▶ **EXERCISE**:
The string "link" appears in some lines of the entries that follow; copy each such line.

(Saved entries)
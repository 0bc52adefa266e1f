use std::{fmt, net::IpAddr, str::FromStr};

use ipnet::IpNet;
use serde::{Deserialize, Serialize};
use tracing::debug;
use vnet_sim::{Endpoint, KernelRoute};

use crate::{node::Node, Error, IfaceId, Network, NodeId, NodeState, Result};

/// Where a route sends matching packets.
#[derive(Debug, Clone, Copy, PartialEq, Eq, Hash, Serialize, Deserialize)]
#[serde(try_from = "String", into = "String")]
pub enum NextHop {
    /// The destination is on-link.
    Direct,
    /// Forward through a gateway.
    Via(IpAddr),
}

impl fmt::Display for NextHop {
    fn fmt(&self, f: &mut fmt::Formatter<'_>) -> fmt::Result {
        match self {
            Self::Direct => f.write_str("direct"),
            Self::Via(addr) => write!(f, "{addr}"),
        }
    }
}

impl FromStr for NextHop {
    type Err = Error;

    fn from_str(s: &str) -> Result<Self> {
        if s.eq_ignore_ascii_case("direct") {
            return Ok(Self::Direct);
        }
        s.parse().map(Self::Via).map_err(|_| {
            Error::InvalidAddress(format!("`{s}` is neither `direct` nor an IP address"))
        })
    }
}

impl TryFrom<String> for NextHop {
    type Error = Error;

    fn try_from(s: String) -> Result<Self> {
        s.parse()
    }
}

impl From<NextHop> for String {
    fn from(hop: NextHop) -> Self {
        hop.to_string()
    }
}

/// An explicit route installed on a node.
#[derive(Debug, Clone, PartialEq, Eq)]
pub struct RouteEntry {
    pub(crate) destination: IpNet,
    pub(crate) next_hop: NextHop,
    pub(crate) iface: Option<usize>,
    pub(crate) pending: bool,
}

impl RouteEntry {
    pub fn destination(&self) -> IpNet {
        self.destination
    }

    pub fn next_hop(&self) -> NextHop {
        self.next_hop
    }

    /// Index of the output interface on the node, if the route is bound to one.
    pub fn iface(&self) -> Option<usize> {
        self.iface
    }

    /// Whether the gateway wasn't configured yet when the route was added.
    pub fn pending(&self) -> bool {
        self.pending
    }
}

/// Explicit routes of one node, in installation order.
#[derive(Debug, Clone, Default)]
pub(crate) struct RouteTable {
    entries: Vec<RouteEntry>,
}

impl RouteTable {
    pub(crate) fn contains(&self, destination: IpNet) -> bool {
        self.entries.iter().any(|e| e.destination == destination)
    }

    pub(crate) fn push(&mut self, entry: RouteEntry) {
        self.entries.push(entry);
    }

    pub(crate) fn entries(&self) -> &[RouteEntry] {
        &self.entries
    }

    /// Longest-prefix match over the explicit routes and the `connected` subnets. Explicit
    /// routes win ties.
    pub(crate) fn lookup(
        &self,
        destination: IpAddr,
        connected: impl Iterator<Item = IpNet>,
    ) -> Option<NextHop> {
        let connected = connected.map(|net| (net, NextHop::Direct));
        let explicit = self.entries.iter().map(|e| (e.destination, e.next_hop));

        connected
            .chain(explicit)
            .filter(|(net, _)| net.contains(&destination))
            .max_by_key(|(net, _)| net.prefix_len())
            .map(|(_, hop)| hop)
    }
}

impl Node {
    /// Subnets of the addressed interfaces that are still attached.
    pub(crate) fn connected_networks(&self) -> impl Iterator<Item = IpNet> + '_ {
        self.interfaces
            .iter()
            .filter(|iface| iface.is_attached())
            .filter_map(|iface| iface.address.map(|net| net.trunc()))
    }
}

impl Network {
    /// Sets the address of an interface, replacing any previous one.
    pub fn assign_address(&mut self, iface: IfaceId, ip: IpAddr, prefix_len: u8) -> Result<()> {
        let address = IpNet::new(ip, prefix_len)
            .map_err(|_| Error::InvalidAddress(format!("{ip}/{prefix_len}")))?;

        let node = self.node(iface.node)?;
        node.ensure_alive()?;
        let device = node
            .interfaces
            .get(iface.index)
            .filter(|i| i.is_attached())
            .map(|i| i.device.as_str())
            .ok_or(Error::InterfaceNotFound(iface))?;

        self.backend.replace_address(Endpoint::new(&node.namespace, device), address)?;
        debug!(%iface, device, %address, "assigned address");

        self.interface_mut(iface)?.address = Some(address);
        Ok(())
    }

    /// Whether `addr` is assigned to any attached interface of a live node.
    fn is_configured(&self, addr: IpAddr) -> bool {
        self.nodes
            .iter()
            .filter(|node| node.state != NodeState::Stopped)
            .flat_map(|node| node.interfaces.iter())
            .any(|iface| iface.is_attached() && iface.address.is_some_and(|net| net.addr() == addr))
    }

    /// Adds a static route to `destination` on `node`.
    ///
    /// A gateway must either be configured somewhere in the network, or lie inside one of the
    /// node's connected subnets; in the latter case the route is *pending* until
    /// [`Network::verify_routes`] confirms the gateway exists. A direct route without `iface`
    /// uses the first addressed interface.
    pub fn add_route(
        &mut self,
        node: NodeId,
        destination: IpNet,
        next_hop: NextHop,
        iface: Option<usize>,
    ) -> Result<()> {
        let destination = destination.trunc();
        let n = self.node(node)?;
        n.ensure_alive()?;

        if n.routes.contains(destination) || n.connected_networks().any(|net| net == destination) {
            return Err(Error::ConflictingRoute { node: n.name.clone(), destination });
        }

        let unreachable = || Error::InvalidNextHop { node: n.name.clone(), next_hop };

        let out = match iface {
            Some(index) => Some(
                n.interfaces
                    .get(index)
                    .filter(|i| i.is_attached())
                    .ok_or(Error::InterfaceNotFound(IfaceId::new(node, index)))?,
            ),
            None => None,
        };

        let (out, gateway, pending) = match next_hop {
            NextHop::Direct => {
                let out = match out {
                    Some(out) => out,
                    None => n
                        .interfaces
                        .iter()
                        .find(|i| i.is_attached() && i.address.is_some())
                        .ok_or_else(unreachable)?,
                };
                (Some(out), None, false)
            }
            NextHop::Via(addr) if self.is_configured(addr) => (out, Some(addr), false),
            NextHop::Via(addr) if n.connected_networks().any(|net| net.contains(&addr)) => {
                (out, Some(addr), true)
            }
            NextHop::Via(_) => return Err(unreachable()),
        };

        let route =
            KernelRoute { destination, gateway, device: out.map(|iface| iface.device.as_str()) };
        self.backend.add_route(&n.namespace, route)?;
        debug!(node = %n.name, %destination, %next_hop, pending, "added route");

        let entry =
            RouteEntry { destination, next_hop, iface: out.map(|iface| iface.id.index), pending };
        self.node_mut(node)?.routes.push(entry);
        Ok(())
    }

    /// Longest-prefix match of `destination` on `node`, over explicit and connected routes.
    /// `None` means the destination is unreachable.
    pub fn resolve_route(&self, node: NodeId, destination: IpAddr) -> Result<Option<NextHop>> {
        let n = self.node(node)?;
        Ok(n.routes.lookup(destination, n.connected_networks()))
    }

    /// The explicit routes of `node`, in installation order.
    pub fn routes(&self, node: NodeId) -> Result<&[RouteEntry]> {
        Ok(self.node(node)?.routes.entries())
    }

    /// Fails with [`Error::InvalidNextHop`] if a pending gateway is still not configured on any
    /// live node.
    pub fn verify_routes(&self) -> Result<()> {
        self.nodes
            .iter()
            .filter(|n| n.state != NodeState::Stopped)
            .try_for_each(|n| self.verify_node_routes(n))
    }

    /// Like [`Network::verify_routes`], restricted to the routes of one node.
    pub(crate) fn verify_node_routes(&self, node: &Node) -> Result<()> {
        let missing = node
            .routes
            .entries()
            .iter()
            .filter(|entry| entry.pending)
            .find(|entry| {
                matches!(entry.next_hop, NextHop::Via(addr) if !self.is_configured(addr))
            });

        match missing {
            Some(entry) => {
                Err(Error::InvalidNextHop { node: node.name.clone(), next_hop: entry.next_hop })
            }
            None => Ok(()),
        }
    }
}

==

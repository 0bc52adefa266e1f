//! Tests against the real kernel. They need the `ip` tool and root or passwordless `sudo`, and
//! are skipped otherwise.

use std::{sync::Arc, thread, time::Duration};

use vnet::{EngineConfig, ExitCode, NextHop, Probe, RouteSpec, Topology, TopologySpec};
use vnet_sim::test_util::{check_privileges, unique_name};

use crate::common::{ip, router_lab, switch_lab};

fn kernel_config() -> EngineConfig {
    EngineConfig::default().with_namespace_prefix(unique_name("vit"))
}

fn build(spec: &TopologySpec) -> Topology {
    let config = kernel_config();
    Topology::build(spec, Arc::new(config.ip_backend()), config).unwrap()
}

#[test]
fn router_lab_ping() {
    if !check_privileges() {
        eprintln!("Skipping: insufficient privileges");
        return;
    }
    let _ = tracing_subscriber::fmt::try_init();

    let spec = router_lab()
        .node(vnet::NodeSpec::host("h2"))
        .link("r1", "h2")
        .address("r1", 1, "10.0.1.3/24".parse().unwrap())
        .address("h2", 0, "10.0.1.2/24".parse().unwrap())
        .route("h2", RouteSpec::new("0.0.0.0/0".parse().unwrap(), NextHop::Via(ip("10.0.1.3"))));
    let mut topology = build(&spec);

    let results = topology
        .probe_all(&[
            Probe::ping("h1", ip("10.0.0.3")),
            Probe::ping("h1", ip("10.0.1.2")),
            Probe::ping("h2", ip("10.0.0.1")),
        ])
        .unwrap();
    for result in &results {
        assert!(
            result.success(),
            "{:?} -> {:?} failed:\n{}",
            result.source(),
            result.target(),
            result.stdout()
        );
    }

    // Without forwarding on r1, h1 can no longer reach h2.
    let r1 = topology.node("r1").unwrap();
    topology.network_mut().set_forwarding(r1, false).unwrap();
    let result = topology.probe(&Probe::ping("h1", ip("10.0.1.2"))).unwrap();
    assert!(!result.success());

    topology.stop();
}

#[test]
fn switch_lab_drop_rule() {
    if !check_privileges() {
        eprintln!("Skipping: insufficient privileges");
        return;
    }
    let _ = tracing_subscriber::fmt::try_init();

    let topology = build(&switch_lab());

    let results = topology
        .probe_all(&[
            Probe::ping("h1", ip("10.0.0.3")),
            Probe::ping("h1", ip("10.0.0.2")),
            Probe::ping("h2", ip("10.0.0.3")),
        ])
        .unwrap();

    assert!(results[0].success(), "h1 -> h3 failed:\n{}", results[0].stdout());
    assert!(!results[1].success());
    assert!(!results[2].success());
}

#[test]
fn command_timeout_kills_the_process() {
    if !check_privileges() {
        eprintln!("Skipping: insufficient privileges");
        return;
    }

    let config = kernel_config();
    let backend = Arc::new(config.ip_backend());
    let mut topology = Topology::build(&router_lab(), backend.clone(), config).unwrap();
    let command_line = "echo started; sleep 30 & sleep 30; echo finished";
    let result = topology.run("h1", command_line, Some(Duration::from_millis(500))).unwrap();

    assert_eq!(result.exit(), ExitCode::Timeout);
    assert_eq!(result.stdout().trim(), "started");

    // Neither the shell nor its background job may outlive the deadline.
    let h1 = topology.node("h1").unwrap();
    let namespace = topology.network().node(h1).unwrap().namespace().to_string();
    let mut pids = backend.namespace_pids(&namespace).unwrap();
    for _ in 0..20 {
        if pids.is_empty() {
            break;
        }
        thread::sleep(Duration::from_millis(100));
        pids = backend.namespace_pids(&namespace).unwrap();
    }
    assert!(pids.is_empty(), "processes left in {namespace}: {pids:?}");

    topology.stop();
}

▶ **SOLVED EXERCISE**:
    /// The destination is on-link.
        .link("r1", "h2")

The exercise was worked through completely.